**Your instructions:** Among the entries that follow, some lines contain the word "width". Show all of them.

**Records:**
---
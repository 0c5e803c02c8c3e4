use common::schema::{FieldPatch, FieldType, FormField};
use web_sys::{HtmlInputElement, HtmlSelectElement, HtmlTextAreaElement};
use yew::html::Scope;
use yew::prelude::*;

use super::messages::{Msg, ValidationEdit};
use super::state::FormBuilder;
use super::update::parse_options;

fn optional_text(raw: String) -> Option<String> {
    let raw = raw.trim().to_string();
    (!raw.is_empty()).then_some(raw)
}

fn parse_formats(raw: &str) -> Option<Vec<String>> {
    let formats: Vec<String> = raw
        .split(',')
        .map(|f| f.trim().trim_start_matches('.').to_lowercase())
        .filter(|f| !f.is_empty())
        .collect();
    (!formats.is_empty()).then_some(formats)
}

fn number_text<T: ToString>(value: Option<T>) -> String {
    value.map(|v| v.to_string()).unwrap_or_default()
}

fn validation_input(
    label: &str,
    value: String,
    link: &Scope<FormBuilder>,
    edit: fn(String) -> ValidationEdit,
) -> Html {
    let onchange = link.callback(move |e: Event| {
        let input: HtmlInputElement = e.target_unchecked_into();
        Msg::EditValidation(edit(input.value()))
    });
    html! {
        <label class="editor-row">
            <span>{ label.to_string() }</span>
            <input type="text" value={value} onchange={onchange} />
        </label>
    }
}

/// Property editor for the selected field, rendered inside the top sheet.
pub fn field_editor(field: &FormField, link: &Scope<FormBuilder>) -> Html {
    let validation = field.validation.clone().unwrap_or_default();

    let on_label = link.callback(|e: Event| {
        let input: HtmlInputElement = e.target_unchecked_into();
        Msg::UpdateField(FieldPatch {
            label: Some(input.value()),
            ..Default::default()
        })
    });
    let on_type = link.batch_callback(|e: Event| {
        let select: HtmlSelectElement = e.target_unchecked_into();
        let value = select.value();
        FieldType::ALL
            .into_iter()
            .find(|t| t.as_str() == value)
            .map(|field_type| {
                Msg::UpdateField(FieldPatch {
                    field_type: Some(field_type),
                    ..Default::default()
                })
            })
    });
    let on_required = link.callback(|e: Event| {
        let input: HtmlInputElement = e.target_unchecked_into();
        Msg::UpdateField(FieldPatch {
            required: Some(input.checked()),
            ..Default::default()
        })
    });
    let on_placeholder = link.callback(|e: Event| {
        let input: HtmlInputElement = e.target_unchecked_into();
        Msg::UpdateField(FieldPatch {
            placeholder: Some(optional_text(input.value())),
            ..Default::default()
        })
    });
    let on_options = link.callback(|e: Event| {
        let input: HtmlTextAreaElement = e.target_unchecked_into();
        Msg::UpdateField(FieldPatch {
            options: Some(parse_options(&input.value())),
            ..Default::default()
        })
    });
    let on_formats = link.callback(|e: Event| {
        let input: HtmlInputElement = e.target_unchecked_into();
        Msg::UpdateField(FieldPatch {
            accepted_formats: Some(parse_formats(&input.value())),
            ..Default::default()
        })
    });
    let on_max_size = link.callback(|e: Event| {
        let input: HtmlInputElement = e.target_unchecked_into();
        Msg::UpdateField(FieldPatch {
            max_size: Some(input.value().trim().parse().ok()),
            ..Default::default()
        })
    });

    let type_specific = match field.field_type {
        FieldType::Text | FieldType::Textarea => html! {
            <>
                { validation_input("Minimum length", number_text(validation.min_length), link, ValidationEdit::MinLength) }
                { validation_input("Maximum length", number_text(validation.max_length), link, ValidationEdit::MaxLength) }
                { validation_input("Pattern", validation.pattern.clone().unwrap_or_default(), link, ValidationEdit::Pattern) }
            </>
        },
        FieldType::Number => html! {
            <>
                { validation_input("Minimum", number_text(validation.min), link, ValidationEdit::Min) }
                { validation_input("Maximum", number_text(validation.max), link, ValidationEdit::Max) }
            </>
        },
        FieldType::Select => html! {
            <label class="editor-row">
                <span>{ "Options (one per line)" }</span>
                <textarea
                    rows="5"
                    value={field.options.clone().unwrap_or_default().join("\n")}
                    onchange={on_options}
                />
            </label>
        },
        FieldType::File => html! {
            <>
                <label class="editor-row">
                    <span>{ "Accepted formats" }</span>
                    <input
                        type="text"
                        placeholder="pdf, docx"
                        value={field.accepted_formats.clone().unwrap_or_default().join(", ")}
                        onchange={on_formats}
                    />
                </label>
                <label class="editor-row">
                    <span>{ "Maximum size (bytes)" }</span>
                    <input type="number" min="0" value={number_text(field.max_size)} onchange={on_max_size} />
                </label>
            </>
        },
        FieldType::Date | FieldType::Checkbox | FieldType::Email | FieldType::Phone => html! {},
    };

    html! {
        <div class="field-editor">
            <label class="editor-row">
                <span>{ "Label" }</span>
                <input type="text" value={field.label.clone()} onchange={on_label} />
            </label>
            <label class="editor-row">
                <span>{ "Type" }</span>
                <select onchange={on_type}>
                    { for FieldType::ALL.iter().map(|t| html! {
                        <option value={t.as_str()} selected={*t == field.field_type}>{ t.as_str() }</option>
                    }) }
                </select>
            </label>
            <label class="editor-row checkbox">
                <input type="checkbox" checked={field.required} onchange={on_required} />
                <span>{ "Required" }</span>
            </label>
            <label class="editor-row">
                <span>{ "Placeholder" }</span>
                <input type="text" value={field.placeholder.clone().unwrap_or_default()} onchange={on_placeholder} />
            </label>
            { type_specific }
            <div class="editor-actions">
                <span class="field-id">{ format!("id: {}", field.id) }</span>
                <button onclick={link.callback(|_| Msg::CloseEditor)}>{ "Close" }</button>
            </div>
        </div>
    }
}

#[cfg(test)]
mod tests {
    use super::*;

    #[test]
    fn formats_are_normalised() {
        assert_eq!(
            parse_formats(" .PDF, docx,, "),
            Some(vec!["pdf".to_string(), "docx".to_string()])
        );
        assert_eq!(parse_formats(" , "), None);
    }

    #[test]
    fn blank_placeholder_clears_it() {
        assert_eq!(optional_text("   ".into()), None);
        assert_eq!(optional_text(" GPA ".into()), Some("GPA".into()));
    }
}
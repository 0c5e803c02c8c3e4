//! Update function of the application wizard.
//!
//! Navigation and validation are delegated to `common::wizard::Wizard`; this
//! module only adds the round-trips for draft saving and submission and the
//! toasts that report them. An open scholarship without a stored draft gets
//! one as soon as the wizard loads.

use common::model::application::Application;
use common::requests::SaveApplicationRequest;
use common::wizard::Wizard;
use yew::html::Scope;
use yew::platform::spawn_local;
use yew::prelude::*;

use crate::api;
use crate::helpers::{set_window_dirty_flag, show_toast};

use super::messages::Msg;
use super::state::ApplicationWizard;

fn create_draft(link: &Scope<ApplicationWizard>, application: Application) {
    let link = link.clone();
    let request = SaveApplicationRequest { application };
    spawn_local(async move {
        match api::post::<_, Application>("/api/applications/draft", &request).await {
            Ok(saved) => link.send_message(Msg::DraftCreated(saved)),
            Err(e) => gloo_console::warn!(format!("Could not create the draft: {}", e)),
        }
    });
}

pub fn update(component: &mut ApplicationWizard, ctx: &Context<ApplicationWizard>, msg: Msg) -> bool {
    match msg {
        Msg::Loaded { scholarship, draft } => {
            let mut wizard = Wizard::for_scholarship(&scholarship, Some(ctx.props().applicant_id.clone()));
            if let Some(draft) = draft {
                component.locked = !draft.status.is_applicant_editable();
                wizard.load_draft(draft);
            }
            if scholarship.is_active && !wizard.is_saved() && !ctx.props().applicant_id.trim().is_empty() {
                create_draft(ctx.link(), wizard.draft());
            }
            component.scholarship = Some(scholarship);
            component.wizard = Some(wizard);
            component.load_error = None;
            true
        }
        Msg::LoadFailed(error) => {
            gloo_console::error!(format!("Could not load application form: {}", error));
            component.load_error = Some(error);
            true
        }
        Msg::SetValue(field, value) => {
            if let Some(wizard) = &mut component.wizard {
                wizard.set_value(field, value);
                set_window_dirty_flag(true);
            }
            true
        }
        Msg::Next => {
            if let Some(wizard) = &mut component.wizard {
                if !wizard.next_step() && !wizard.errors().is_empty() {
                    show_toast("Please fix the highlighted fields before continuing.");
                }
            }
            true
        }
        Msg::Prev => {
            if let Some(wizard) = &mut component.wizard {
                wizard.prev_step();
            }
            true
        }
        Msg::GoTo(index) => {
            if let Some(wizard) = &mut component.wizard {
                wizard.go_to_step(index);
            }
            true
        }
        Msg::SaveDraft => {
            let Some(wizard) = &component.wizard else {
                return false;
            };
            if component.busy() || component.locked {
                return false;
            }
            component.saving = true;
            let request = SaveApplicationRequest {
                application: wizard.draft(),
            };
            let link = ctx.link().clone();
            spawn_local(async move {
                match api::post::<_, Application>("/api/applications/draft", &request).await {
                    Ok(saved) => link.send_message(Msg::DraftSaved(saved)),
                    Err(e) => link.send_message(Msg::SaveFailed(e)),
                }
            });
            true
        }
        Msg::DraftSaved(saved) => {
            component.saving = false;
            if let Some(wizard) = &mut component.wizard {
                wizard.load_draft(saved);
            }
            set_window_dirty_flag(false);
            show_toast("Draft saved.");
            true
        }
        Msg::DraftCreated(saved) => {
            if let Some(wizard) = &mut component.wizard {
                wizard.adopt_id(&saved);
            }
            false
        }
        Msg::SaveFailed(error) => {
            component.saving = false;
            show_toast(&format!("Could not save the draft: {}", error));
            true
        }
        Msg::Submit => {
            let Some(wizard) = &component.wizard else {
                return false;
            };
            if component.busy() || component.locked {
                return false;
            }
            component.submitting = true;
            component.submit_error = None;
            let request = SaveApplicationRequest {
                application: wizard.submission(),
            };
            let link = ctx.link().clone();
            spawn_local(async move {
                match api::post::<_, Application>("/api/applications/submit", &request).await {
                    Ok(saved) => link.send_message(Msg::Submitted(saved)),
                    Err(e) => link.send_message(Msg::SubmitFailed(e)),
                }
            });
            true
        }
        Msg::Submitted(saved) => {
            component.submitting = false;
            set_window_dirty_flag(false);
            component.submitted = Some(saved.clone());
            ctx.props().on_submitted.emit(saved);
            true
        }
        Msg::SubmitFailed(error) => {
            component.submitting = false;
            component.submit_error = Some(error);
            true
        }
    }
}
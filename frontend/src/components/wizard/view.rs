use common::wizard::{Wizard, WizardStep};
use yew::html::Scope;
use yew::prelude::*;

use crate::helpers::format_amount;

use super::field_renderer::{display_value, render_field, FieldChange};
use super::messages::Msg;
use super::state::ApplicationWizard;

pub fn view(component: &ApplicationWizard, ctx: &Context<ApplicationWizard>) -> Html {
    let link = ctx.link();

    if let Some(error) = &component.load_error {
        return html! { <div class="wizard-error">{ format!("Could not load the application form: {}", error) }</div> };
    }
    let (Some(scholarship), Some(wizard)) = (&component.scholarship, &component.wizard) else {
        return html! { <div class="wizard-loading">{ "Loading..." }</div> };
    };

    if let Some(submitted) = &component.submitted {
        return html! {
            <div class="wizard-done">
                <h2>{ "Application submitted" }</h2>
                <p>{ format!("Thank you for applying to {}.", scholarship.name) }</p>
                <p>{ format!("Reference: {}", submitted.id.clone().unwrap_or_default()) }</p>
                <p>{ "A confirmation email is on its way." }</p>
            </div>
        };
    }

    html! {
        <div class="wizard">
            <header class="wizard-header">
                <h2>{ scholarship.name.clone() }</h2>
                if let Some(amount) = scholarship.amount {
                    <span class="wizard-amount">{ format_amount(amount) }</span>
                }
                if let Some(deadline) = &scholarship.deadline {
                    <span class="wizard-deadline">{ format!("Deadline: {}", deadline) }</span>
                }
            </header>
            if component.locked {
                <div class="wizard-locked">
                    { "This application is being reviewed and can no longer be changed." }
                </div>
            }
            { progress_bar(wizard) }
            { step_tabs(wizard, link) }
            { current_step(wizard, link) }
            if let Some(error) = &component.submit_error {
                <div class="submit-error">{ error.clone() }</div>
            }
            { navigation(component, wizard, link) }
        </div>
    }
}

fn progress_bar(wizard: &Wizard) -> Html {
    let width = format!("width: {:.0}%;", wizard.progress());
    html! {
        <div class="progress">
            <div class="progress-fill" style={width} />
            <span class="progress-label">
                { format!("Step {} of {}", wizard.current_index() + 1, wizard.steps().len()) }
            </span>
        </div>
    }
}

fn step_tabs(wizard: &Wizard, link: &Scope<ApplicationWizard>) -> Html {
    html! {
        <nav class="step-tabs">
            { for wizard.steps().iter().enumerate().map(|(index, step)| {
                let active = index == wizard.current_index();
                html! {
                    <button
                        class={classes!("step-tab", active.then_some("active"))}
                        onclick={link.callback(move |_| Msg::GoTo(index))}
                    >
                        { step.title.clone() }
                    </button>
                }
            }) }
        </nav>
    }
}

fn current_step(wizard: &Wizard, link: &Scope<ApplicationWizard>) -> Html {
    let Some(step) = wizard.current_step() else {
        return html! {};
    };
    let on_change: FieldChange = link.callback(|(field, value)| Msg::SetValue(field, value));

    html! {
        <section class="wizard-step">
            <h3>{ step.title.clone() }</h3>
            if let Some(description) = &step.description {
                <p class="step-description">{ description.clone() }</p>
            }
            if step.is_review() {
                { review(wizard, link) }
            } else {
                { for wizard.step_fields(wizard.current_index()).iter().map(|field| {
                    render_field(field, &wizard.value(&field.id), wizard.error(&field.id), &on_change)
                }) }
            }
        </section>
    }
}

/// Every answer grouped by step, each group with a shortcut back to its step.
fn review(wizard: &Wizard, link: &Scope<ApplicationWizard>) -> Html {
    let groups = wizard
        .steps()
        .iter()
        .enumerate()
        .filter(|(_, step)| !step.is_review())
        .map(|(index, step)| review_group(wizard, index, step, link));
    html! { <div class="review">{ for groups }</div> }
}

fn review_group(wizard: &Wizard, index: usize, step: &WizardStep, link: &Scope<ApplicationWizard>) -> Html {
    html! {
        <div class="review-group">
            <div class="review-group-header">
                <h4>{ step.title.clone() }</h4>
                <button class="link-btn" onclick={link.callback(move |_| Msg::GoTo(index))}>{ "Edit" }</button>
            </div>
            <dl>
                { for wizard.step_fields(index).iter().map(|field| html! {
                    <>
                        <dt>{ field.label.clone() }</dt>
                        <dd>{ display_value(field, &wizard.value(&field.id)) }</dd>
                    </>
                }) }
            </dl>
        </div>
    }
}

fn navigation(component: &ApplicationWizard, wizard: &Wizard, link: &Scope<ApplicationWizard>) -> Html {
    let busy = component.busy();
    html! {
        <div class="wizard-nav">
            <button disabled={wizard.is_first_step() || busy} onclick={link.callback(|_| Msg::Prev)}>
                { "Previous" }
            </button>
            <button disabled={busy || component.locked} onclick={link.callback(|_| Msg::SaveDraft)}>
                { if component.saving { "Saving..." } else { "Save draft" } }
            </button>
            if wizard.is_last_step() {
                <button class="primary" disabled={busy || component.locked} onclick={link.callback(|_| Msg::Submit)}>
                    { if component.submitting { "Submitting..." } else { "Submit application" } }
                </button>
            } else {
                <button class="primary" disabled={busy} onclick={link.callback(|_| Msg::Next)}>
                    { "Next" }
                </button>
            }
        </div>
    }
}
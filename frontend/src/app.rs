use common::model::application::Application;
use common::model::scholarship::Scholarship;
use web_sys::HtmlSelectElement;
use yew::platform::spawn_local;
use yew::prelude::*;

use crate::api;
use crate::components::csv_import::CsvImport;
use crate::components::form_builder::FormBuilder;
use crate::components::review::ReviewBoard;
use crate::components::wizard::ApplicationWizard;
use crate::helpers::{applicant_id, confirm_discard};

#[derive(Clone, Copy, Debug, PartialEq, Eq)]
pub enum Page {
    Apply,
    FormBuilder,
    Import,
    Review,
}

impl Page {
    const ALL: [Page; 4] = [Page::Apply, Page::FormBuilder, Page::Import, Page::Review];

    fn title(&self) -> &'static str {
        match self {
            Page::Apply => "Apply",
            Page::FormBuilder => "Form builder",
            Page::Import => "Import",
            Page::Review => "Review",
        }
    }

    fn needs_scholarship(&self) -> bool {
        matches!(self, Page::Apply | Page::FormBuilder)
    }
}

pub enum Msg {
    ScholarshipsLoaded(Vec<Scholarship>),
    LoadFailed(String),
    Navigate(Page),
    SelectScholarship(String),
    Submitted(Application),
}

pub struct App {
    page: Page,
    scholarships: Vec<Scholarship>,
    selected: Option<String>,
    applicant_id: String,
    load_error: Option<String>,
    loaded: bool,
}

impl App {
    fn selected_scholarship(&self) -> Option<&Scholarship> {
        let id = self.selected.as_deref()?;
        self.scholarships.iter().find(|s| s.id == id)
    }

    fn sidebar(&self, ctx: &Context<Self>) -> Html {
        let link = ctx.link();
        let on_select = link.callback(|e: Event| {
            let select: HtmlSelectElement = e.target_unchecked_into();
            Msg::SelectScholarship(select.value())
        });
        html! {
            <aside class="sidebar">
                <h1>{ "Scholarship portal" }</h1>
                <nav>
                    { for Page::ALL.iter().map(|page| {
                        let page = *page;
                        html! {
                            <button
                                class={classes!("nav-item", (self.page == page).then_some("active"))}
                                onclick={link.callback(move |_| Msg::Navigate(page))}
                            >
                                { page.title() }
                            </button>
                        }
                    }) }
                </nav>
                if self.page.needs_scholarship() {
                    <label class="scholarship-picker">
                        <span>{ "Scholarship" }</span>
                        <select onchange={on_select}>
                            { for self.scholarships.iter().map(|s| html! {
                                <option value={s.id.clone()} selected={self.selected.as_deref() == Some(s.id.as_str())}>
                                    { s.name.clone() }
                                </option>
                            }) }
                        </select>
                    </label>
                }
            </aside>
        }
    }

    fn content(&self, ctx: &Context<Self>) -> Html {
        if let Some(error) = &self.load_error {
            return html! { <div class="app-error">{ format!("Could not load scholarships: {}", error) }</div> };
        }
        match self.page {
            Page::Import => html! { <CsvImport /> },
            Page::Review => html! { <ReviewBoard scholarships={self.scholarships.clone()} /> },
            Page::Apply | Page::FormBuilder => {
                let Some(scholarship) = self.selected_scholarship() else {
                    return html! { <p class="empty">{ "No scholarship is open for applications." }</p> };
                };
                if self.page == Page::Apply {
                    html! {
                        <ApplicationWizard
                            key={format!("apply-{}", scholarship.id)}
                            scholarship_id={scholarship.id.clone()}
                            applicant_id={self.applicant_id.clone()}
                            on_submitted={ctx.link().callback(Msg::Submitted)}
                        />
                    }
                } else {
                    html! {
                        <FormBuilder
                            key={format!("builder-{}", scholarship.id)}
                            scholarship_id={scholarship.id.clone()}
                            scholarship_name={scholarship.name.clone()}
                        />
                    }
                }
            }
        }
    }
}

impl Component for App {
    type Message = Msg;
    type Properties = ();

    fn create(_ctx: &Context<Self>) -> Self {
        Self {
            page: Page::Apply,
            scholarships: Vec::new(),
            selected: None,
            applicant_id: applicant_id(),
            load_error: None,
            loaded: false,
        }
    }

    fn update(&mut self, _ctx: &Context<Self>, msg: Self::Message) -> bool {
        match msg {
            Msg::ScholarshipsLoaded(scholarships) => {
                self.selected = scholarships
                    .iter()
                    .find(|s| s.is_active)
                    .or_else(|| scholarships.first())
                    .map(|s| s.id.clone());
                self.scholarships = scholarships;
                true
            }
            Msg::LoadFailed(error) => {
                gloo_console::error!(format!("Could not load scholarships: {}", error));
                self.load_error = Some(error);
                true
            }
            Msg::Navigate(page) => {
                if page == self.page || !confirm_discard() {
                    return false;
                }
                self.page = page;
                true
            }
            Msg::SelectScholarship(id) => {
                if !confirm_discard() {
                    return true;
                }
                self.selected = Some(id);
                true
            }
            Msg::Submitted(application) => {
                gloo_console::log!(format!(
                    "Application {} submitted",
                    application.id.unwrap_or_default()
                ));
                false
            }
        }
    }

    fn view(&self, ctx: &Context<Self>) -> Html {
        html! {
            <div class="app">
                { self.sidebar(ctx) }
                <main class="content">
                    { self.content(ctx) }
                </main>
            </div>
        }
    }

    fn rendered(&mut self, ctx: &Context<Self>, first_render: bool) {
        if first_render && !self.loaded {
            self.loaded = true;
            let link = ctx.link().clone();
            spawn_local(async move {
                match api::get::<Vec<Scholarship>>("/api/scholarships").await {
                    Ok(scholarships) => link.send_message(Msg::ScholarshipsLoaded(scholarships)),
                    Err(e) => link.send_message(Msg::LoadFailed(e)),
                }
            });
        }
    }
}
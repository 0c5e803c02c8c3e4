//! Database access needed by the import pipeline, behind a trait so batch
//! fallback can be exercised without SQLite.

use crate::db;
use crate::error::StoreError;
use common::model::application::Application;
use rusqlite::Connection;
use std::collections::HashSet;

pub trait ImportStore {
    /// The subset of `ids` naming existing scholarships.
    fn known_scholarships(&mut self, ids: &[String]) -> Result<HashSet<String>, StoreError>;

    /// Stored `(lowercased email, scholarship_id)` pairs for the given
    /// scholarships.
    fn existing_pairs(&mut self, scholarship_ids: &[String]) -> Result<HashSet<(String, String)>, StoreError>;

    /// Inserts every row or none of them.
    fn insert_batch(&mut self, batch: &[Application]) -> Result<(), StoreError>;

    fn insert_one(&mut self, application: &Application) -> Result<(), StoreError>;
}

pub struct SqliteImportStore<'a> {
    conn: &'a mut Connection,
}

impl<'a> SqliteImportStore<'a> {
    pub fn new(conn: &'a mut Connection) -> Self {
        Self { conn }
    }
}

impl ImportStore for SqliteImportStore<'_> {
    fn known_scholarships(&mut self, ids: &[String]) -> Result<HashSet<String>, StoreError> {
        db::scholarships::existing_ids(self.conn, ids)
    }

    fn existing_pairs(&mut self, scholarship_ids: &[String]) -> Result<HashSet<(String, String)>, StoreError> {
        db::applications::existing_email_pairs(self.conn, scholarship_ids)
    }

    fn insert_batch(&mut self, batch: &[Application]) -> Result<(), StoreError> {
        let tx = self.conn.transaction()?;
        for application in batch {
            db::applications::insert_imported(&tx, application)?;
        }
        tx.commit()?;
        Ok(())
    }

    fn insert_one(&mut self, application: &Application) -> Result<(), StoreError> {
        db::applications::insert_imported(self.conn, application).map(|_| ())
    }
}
---
**Completed task:**
    let width = format!("width: {:.0}%;", wizard.progress());
            <div class="progress-fill" style={width} />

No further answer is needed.